The Duke of Wellington, by Thomas Lawrence. Painted c. 1815–16, after the Battle of Waterloo.
The Duke of Wellington, by Thomas Lawrence. Painted c. 1815–16, after the Battle of Waterloo.

After Monsieur Paris’s heir passed away in 1935, his widow found the bones hidden away in his study. Horrified, she incinerated them in the house’s furnace.

Thus ended the strange story of Lord Uxbridge’s leg. As for the man to whom the leg had once belonged, Uxbridge is reported to have used the phrase “one foot in the grave” fairly often throughout the rest of his life when asked about his health.

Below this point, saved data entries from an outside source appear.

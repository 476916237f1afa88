// SPDX-License-Identifier: Apache-2.0 OR MIT
// Copyright (c) 2025-2026 naskel.com

//! Value types shared by the command model: points, colours and structured
//! data records.

/// A 2D point in virtual device coordinates.
///
/// VDC values are stored as `f64` regardless of the stream's VDC TYPE; the
/// clear-text emitter decides integer vs real formatting from the state
/// active at emit time.
#[derive(Debug, Clone, Copy, PartialEq)]
pub struct Point {
    pub x: f64,
    pub y: f64,
}

impl Point {
    pub fn new(x: f64, y: f64) -> Self {
        Point { x, y }
    }
}

/// A colour argument, resolved at decode time by COLOUR SELECTION MODE.
///
/// Direct colours are clamped and scaled through COLOUR VALUE EXTENT (and
/// CMYK converted) as they are read, so the stored components are always
/// 0-255 RGB.
#[derive(Debug, Clone, Copy, PartialEq, Eq)]
pub enum Colour {
    Index(u32),
    Rgb { r: u8, g: u8, b: u8 },
}

/// Data type codes inside a Structured Data Record (ISO 8632-3 Table 7).
#[derive(Debug, Clone, Copy, PartialEq, Eq)]
pub enum SdrDataType {
    Sdr,
    ColourIndex,
    ColourDirect,
    Name,
    Enumerated,
    Integer,
    Reserved,
    IntegerF8,
    IntegerF16,
    IntegerF32,
    Index,
    Real,
    String,
    StringF,
    ViewportCoordinate,
    Vdc,
    ColourComponent,
    UnsignedF8,
    UnsignedF32,
    BitStream,
    ColourList,
    UnsignedF16,
}

impl SdrDataType {
    /// Map a Table 7 type code; `None` for codes outside the table.
    pub fn from_code(code: i32) -> Option<Self> {
        Some(match code {
            0 => SdrDataType::Sdr,
            1 => SdrDataType::ColourIndex,
            2 => SdrDataType::ColourDirect,
            3 => SdrDataType::Name,
            4 => SdrDataType::Enumerated,
            5 => SdrDataType::Integer,
            6 => SdrDataType::Reserved,
            7 => SdrDataType::IntegerF8,
            8 => SdrDataType::IntegerF16,
            9 => SdrDataType::IntegerF32,
            10 => SdrDataType::Index,
            11 => SdrDataType::Real,
            12 => SdrDataType::String,
            13 => SdrDataType::StringF,
            14 => SdrDataType::ViewportCoordinate,
            15 => SdrDataType::Vdc,
            16 => SdrDataType::ColourComponent,
            17 => SdrDataType::UnsignedF8,
            18 => SdrDataType::UnsignedF32,
            19 => SdrDataType::BitStream,
            20 => SdrDataType::ColourList,
            21 => SdrDataType::UnsignedF16,
            _ => return None,
        })
    }

    /// The numeric Table 7 code, used by the clear-text form.
    pub fn code(self) -> i32 {
        match self {
            SdrDataType::Sdr => 0,
            SdrDataType::ColourIndex => 1,
            SdrDataType::ColourDirect => 2,
            SdrDataType::Name => 3,
            SdrDataType::Enumerated => 4,
            SdrDataType::Integer => 5,
            SdrDataType::Reserved => 6,
            SdrDataType::IntegerF8 => 7,
            SdrDataType::IntegerF16 => 8,
            SdrDataType::IntegerF32 => 9,
            SdrDataType::Index => 10,
            SdrDataType::Real => 11,
            SdrDataType::String => 12,
            SdrDataType::StringF => 13,
            SdrDataType::ViewportCoordinate => 14,
            SdrDataType::Vdc => 15,
            SdrDataType::ColourComponent => 16,
            SdrDataType::UnsignedF8 => 17,
            SdrDataType::UnsignedF32 => 18,
            SdrDataType::BitStream => 19,
            SdrDataType::ColourList => 20,
            SdrDataType::UnsignedF16 => 21,
        }
    }
}

/// One decoded SDR value.
#[derive(Debug, Clone, PartialEq)]
pub enum SdrValue {
    Record(Sdr),
    ColourIndex(u32),
    Colour { r: u8, g: u8, b: u8 },
    Name(i32),
    Enumerated(i16),
    Integer(i32),
    Index(i32),
    Real(f64),
    String(String),
    Vdc(f64),
    ViewportCoordinate(f64),
    Unsigned8(u8),
    Unsigned16(u16),
    Unsigned32(u32),
}

/// One `(type, count, values)` member of a structured data record.
#[derive(Debug, Clone, PartialEq)]
pub struct SdrMember {
    pub data_type: SdrDataType,
    pub values: Vec<SdrValue>,
}

/// A Structured Data Record: a self-describing nested parameter block
/// embedded in FONT PROPERTIES, APPLICATION STRUCTURE ATTRIBUTE and
/// similar commands.
#[derive(Debug, Clone, PartialEq, Default)]
pub struct Sdr {
    pub members: Vec<SdrMember>,
}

The loss of his leg didn’t slow him down in the slightest. He received one of the first ever articulated prosthetic limbs, which was made from wood, leather, and springs, and which was attached to his stirrup to allow him to continue to ride horses.

Read another story from us: A Most Terrifying Sight: The Royal Scots Greys and the Battle of Waterloo

Lord Uxbridge went on to become a Knight of the Garter as well as a Field Marshal in the British Army. He was offered £1,200 a year as compensation for the loss of his leg, but in characteristic fashion, cheerfully refused this offer.

He lived a long and eventful life until the ripe old age of 85.